(YOUR ASSIGNMENT):
What lines in the following entries hold the word "that"? Copy each one.

Stored data:
————————

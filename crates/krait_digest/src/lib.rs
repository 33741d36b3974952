//! Hashing primitives used throughout the krait crates.
//!
//! Every artifact krait touches (repodata files, package archives, linked
//! files) is identified by one or more cryptographic digests. This crate
//! provides the digest type aliases, helpers to compute digests from files and
//! byte streams, and (de)serialization support for the hex representation used
//! in the on-disk JSON schemas.

pub use digest::{self, Digest, Output};
pub use md5::Md5;
pub use sha2::Sha256;

use std::{fs::File, io::Write, path::Path};

#[cfg(feature = "serde")]
pub mod serde;

#[cfg(feature = "tokio")]
pub mod tokio;

/// The output of a SHA256 digest.
pub type Sha256Hash = Output<Sha256>;

/// The output of an MD5 digest.
pub type Md5Hash = Output<Md5>;

/// Computes the digest of the file at the specified path.
pub fn compute_file_digest<D: Digest + Write>(path: impl AsRef<Path>) -> std::io::Result<Output<D>> {
    let mut file = File::open(path)?;
    let mut hasher = D::new();
    std::io::copy(&mut file, &mut hasher)?;
    Ok(hasher.finalize())
}

/// Computes the digest of the specified bytes.
pub fn compute_bytes_digest<D: Digest>(bytes: impl AsRef<[u8]>) -> Output<D> {
    let mut hasher = D::new();
    hasher.update(bytes);
    hasher.finalize()
}

/// Parses a hex string into a digest output. Returns `None` if the string is
/// not valid hex or has the wrong length.
pub fn parse_digest_from_hex<D: Digest>(str: &str) -> Option<Output<D>> {
    let mut hash = Output::<D>::default();
    hex::decode_to_slice(str, &mut hash).ok().map(|()| hash)
}

/// A [`std::io::Write`] adapter that computes a digest of all bytes written
/// through it.
pub struct HashingWriter<W, D: Digest> {
    writer: W,
    hasher: D,
}

impl<W, D: Digest> HashingWriter<W, D> {
    /// Wraps the given writer.
    pub fn new(writer: W) -> Self {
        Self {
            writer,
            hasher: D::new(),
        }
    }

    /// Returns the inner writer and the digest of everything written.
    pub fn finalize(self) -> (W, Output<D>) {
        (self.writer, self.hasher.finalize())
    }
}

impl<W: Write, D: Digest> Write for HashingWriter<W, D> {
    fn write(&mut self, buf: &[u8]) -> std::io::Result<usize> {
        let written = self.writer.write(buf)?;
        self.hasher.update(&buf[..written]);
        Ok(written)
    }

    fn flush(&mut self) -> std::io::Result<()> {
        self.writer.flush()
    }
}

/// A [`std::io::Read`] adapter that computes a digest of all bytes read
/// through it.
pub struct HashingReader<R, D: Digest> {
    reader: R,
    hasher: D,
}

impl<R, D: Digest> HashingReader<R, D> {
    /// Wraps the given reader.
    pub fn new(reader: R) -> Self {
        Self {
            reader,
            hasher: D::new(),
        }
    }

    /// Returns the inner reader and the digest of everything read.
    pub fn finalize(self) -> (R, Output<D>) {
        (self.reader, self.hasher.finalize())
    }
}

impl<R: std::io::Read, D: Digest> std::io::Read for HashingReader<R, D> {
    fn read(&mut self, buf: &mut [u8]) -> std::io::Result<usize> {
        let bytes = self.reader.read(buf)?;
        self.hasher.update(&buf[..bytes]);
        Ok(bytes)
    }
}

————————

(SOLUTION FOR THIS TASK):
/// A [`std::io::Write`] adapter that computes a digest of all bytes written
/// A [`std::io::Read`] adapter that computes a digest of all bytes read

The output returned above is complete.